• Work instruction: Take the data below and extract the lines from the one with "to open database" to the one with "an in-memory database", inclusive, exactly as written.

** Opening Exercise input block **

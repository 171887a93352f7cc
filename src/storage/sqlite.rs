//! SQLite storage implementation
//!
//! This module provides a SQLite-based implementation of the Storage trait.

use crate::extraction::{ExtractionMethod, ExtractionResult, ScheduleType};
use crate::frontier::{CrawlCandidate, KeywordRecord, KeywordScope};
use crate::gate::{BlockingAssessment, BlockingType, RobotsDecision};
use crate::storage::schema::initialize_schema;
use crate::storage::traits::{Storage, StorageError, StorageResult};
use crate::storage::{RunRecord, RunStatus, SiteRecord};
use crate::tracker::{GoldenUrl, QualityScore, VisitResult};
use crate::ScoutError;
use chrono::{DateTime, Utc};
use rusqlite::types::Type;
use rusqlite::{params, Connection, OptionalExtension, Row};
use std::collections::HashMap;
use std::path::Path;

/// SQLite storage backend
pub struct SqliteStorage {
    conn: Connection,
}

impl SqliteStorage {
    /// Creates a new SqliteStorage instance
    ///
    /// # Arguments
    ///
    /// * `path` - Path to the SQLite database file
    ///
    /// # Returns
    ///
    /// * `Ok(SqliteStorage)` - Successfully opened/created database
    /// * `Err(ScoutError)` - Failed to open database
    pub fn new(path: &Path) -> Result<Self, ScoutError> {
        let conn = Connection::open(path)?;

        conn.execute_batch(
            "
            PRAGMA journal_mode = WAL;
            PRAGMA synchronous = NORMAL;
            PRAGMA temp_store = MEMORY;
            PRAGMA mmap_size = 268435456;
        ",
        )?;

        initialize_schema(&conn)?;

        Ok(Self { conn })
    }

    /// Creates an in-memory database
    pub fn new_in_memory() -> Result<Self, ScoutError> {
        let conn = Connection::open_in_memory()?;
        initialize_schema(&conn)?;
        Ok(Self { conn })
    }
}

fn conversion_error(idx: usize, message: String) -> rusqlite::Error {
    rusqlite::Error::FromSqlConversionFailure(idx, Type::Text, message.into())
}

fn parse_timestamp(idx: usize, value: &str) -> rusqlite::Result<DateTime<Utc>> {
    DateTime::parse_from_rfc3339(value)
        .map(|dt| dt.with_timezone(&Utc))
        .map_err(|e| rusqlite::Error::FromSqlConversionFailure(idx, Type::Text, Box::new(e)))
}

** Closing Exercise input block **

• Result:
    /// * `Err(ScoutError)` - Failed to open database
    pub fn new(path: &Path) -> Result<Self, ScoutError> {
        let conn = Connection::open(path)?;

        conn.execute_batch(
            "
            PRAGMA journal_mode = WAL;
            PRAGMA synchronous = NORMAL;
            PRAGMA temp_store = MEMORY;
            PRAGMA mmap_size = 268435456;
        ",
        )?;

        initialize_schema(&conn)?;

        Ok(Self { conn })
    }

    /// Creates an in-memory database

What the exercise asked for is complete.